The conversation had veered suddenly to politics, but it was all part of the baiting of Candelin, one of whose enormities was that he had voted Labor at the last election, while everyone else in the bar—in the two bars, for the public bar was even more conservative than the private—had voted Tory.

"Ha! Ha! You're one of those who hold the government responsible for the weather?"

The jibe was not entirely fanciful—so automatic had been the local attribution of every form of catastrophe to the Labor Cabinet. By a simple association of ideas the weather had become inextricably a part of the administration of the country, and Candelin—preposterously good humored as ever with his pint pot and pipe—had to stand the heckling of farmers whose farms were at a standstill, whose winter plows had not been begun, whose stock was deteriorating, whose machinery had seized up, whose roofs were leaking, whose pipes were frozen, whose wives were short of fuel, whose children had not been able to go to school for days, whose farm hands had to be paid four pounds a week for standing and grumbling.

Kemp listened awhile, half in contempt, half in entertainment. Then the clock struck nine and he decided to go home. Things were not very amusing, and if he waited till closing time he might have to walk back with Candelin. So he sneaked up to the counter and paid his reckoning, said good night to the Artletts, nodded to one or two chaps who caught his eye, and slipped out undiscerned by everyone else.

The wind was so strong that it blew him almost into a run.
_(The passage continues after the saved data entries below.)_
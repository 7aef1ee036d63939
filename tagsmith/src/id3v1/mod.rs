//! ID3v1 specific items
//!
//! ID3v1 is a severely limited format, with each field being incredibly small
//! in size. All fields have been commented with their maximum sizes and any
//! other additional restrictions. Writing a field greater than its maximum
//! size will **not** error, it will just be shrunk on render.

mod constants;

pub use constants::GENRES;
pub(crate) use constants::ID3V1_TAG_MARKER;

use crate::bytevector::ByteVector;
use crate::config::{ParsingMode, WriteOptions};
use crate::error::Result;
use crate::macros::err;
use crate::picture::Picture;
use crate::tag::{Accessor, Tag, TagType};
use crate::util::text::{latin1_decode, latin1_encode};

use std::borrow::Cow;

macro_rules! impl_accessor {
	($($name:ident,)+) => {
		paste::paste! {
			$(
				fn $name(&self) -> Option<Cow<'_, str>> {
					self.$name.as_deref().map(Cow::Borrowed)
				}

				fn [<set_ $name>](&mut self, value: String) {
					self.$name = Some(value)
				}

				fn [<remove_ $name>](&mut self) {
					self.$name = None
				}
			)+
		}
	}
}

/// An ID3v1 tag
///
/// The format occupies exactly the last 128 bytes of a file, and is always
/// written as ID3v1.1 (with a track number stealing the comment's last two
/// bytes).
#[derive(Default, Debug, PartialEq, Eq, Clone)]
pub struct Id3v1Tag {
	/// Track title, 30 bytes max
	pub title: Option<String>,
	/// Track artist, 30 bytes max
	pub artist: Option<String>,
	/// Album title, 30 bytes max
	pub album: Option<String>,
	/// Release year (max 9999)
	pub year: Option<u16>,
	/// A short comment
	///
	/// A V1 tag may have been read, which limits this field to 30 bytes.
	/// A V1.1 tag, however, only has 28 bytes available.
	pub comment: Option<String>,
	/// The track number, 1 byte max
	///
	/// The track number **cannot** be 0; readers look for a null byte at the
	/// end of the comment to differentiate between V1 and V1.1.
	pub track_number: Option<u8>,
	/// The track's genre, an index into [`GENRES`]
	pub genre: Option<u8>,
}

impl Id3v1Tag {
	/// Create a new empty `Id3v1Tag`
	#[must_use]
	pub fn new() -> Self {
		Self::default()
	}

	/// Parse a 128-byte ID3v1 tag block
	///
	/// # Errors
	///
	/// * `data` does not start with the `TAG` marker ([`FakeTag`])
	/// * In [`ParsingMode::Strict`], the year field is not 4 ASCII digits
	///
	/// [`FakeTag`]: crate::error::ErrorKind::FakeTag
	pub fn parse(data: &ByteVector, parse_mode: ParsingMode) -> Result<Self> {
		if data.len() < 128 || !data.starts_with(&ID3V1_TAG_MARKER) {
			err!(FakeTag);
		}

		let mut tag = Self::default();
		let data = &data[3..];

		tag.title = decode_text(&data[..30]);
		tag.artist = decode_text(&data[30..60]);
		tag.album = decode_text(&data[60..90]);

		tag.year = try_parse_year(&data[90..94], parse_mode)?;

		// Determine the range of the comment (30 bytes for ID3v1 and 28 for ID3v1.1)
		// We check for the null terminator 28 bytes in, and for a non-zero track number after it.
		// A track number of 0 is invalid.
		let range = if data[122] == 0 && data[123] != 0 {
			tag.track_number = Some(data[123]);

			94_usize..122
		} else {
			94..124
		};

		tag.comment = decode_text(&data[range]);

		if (data[124] as usize) < GENRES.len() {
			tag.genre = Some(data[124]);
		}

		Ok(tag)
	}

	/// The genre's name, if the stored index is valid
	pub fn genre_str(&self) -> Option<&'static str> {
		self.genre
			.and_then(|idx| GENRES.get(idx as usize).copied())
	}
}

fn decode_text(data: &[u8]) -> Option<String> {
	let mut first_null_pos = data.len();
	if let Some(null_pos) = data.iter().position(|&b| b == 0) {
		if null_pos == 0 {
			return None;
		}

		if data[null_pos..].iter().any(|b| *b != b'\0') {
			log::warn!("ID3v1 text field contains trailing junk, skipping");
		}

		first_null_pos = null_pos;
	}

	Some(latin1_decode(&data[..first_null_pos]))
}

fn try_parse_year(input: &[u8], parse_mode: ParsingMode) -> Result<Option<u16>> {
	let (num_digits, year) = input
		.iter()
		.take_while(|c| c.is_ascii_digit())
		.fold((0usize, 0u16), |(num_digits, year), c| {
			(num_digits + 1, year * 10 + u16::from(*c - b'0'))
		});

	if num_digits != 4 {
		// Most writers put "\0\0\0\0" in empty year fields rather than "0000",
		// so only a strict parse treats this as a failure
		if parse_mode == ParsingMode::Strict {
			err!(TextDecode("ID3v1 year field contains non-digit characters"));
		}

		return Ok(None);
	}

	Ok(Some(year))
}

fn encode(tag: &Id3v1Tag, write_options: WriteOptions) -> Result<Vec<u8>> {
	fn resize_field(value: Option<&str>, size: usize, write_options: WriteOptions) -> Result<Vec<u8>> {
		let mut out = vec![0; size];

		if let Some(value) = value {
			let encoded = latin1_encode(value, write_options.lossy_text_encoding)?;
			let take = encoded.len().min(size);
			out[..take].copy_from_slice(&encoded[..take]);
		}

		Ok(out)
	}

	let mut writer = Vec::with_capacity(128);

	writer.extend_from_slice(&ID3V1_TAG_MARKER);
	writer.extend_from_slice(&resize_field(tag.title.as_deref(), 30, write_options)?);
	writer.extend_from_slice(&resize_field(tag.artist.as_deref(), 30, write_options)?);
	writer.extend_from_slice(&resize_field(tag.album.as_deref(), 30, write_options)?);

	match tag.year {
		Some(year) if year <= 9999 => writer.extend_from_slice(format!("{year:04}").as_bytes()),
		_ => writer.extend_from_slice(&[0; 4]),
	}

	// Always written as V1.1: 28 comment bytes, a null, then the track number
	writer.extend_from_slice(&resize_field(tag.comment.as_deref(), 28, write_options)?);
	writer.push(0);
	writer.push(tag.track_number.unwrap_or(0));
	writer.push(tag.genre.unwrap_or(255));

	Ok(writer)
}

impl Accessor for Id3v1Tag {
	impl_accessor!(title, artist, album,);

	fn comment(&self) -> Option<Cow<'_, str>> {
		self.comment.as_deref().map(Cow::Borrowed)
	}

	fn set_comment(&mut self, value: String) {
		self.comment = Some(value);
	}

	fn remove_comment(&mut self) {
		self.comment = None;
	}

	fn year(&self) -> Option<u32> {
		self.year.map(u32::from)
	}

	fn set_year(&mut self, value: u32) {
		if value <= 9999 {
			self.year = Some(value as u16);
		}
	}

	fn remove_year(&mut self) {
		self.year = None;
	}

	fn track(&self) -> Option<u32> {
		self.track_number.map(u32::from)
	}

	fn set_track(&mut self, value: u32) {
		// 0 is not expressible in V1.1
		if (1..=255).contains(&value) {
			self.track_number = Some(value as u8);
		}
	}

	fn remove_track(&mut self) {
		self.track_number = None;
	}

	fn genre(&self) -> Option<Cow<'_, str>> {
		self.genre_str().map(Cow::Borrowed)
	}

	fn set_genre(&mut self, value: String) {
		// Either a known genre name, or a valid index given as a string
		let index = GENRES
			.iter()
			.position(|genre| genre.eq_ignore_ascii_case(&value))
			.map(|idx| idx as u8)
			.or_else(|| {
				value
					.parse::<u8>()
					.ok()
					.filter(|idx| (*idx as usize) < GENRES.len())
			});

		if let Some(index) = index {
			self.genre = Some(index);
		}
	}

	fn remove_genre(&mut self) {
		self.genre = None;
	}
}

impl Tag for Id3v1Tag {
	fn tag_type(&self) -> TagType {
		TagType::Id3v1
	}

	fn len(&self) -> usize {
		usize::from(self.title.is_some())
			+ usize::from(self.artist.is_some())
			+ usize::from(self.album.is_some())
			+ usize::from(self.year.is_some())
			+ usize::from(self.comment.is_some())
			+ usize::from(self.track_number.is_some())
			+ usize::from(self.genre.is_some())
	}

	fn is_empty(&self) -> bool {
		self.len() == 0
	}

	fn clear(&mut self) {
		*self = Self::default();
	}

	fn render(&self, write_options: WriteOptions) -> Result<Vec<u8>> {
		// An empty tag renders to nothing, removing it from the file on save
		if self.is_empty() {
			return Ok(Vec::new());
		}

		encode(self, write_options)
	}

	fn pictures(&self) -> Vec<Picture> {
		// Pictures aren't supported in this format
		Vec::new()
	}

	fn set_pictures(&mut self, _pictures: Vec<Picture>) {}

	fn remove_pictures(&mut self) {}

	fn as_id3v1(&self) -> Option<&Id3v1Tag> {
		Some(self)
	}

	fn as_id3v1_mut(&mut self) -> Option<&mut Id3v1Tag> {
		Some(self)
	}
}

#[cfg(test)]
mod tests {
	use super::Id3v1Tag;
	use crate::bytevector::ByteVector;
	use crate::config::{ParsingMode, WriteOptions};
	use crate::tag::{Accessor, Tag};

	fn sample_tag() -> Id3v1Tag {
		let mut tag = Id3v1Tag::new();
		tag.set_title(String::from("Foo title"));
		tag.set_artist(String::from("Bar artist"));
		tag.set_album(String::from("Baz album"));
		tag.set_year(1984);
		tag.set_comment(String::from("Qux comment"));
		tag.set_track(5);
		tag.set_genre(String::from("Darkwave"));
		tag
	}

	#[test_log::test]
	fn round_trip() {
		let tag = sample_tag();
		let rendered = tag.render(WriteOptions::new()).unwrap();
		assert_eq!(rendered.len(), 128);

		let reparsed =
			Id3v1Tag::parse(&ByteVector::from(rendered), ParsingMode::BestAttempt).unwrap();
		assert_eq!(reparsed, tag);
	}

	#[test_log::test]
	fn fields_shrink_on_render() {
		let mut tag = Id3v1Tag::new();
		tag.set_title("X".repeat(40));

		let rendered = tag.render(WriteOptions::new()).unwrap();
		let reparsed =
			Id3v1Tag::parse(&ByteVector::from(rendered), ParsingMode::BestAttempt).unwrap();

		assert_eq!(reparsed.title().as_deref(), Some(&*"X".repeat(30)));
	}

	#[test_log::test]
	fn v1_comment_without_track() {
		let mut tag = sample_tag();
		tag.track_number = None;
		tag.comment = Some("c".repeat(30));

		// A V1.1 render only has 28 comment bytes
		let rendered = tag.render(WriteOptions::new()).unwrap();
		let reparsed =
			Id3v1Tag::parse(&ByteVector::from(rendered), ParsingMode::BestAttempt).unwrap();

		assert_eq!(reparsed.comment().as_deref(), Some(&*"c".repeat(28)));
		assert_eq!(reparsed.track(), None);
	}

	#[test_log::test]
	fn marker_required() {
		let data = ByteVector::from(vec![0u8; 128]);
		assert!(Id3v1Tag::parse(&data, ParsingMode::BestAttempt).is_err());
	}

	#[test_log::test]
	fn strict_year_parsing() {
		let mut rendered = sample_tag().render(WriteOptions::new()).unwrap();
		// Corrupt the year field
		rendered[93] = b'x';

		let data = ByteVector::from(rendered);
		assert!(Id3v1Tag::parse(&data, ParsingMode::Strict).is_err());

		let relaxed = Id3v1Tag::parse(&data, ParsingMode::BestAttempt).unwrap();
		assert_eq!(relaxed.year(), None);
	}

	#[test_log::test]
	fn genre_by_name_and_index() {
		let mut tag = Id3v1Tag::new();
		tag.set_genre(String::from("metal"));
		assert_eq!(tag.genre().as_deref(), Some("Metal"));

		tag.set_genre(String::from("0"));
		assert_eq!(tag.genre().as_deref(), Some("Blues"));

		// Unknown genres leave the field untouched
		tag.set_genre(String::from("Not a genre"));
		assert_eq!(tag.genre().as_deref(), Some("Blues"));
	}
}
In a very few minutes he was at the corner where the lane begins its swoop into the valley, and here the shelter of the woods crept round him and made him think for the first time of stopping to light his pipe.

The woods were noisy with wind—boughs rattled and scraped against roaring undertones. For certain sure, thought Kemp, there's more snow coming. Even in the lee of the woods the wind blew his lighter out, and after one or two vain attempts he struck a match. He had just succeeded in lighting his pipe when he thought he heard someone coming along the road. There was more ice than snow lying, so it was possible to hear footsteps even in the roar of the wind. Was it anyone, he wondered, from the Catherine Wheel? The only two in the bar whose homeward journey lay with his were Crouch and Candelin.

He'd better move on. He had left early on purpose to avoid having to walk home with Candelin, and though of course it might be only Crouch or someone from Starvecrow or Dinglesden who had not been at the Wheel, he would not take the risk. So he plunged on down the hill, walking as fast as the treacherous surface would allow. Then suddenly he heard his name called:

"Silverdenl—Hi! Silverden!"


"Silverden!—half a mo' . . ."

He could not pretend not to hear, the wind was a friend to the preposterous man, blowing both him and his voice along to the brow of the hill. Nor did he want to behave uncouthly a second time. Though he disliked Candelin, he was Alice's husband; and only a dirty dog—such as he hoped he was not more often than now and then—would regard that as an additional incitement to rudeness. So very unwillingly he waited.

Candelin came up, blowing like a steer, and enlarged still further by an enormous ulster.

"I never saw you go till you'd gone," he panted.

"I didn't want to disturb the company. I thought you were staying."

"Oh, no. I'd always meant to get back early tonight—as soon as those chaps would let me go. . . . It's my last night at home, you see."

Kemp mumbled something.

"I don't like leaving home—especially in this weather, but there it is, and with luck I might be back next week."

"Had any offers for Stunts?"

"No, I don't expect any yet. It isn't officially up for sale—can't sell it till I'm definitely fixed with a new place. It doesn't do to get caught between homes nowadays, and it isn't as if I'll have the slightest difficulty in selling when the time comes. The farm is in splendid heart."

Kemp stared at him through the dark wind. Did he mean or know what he was saying?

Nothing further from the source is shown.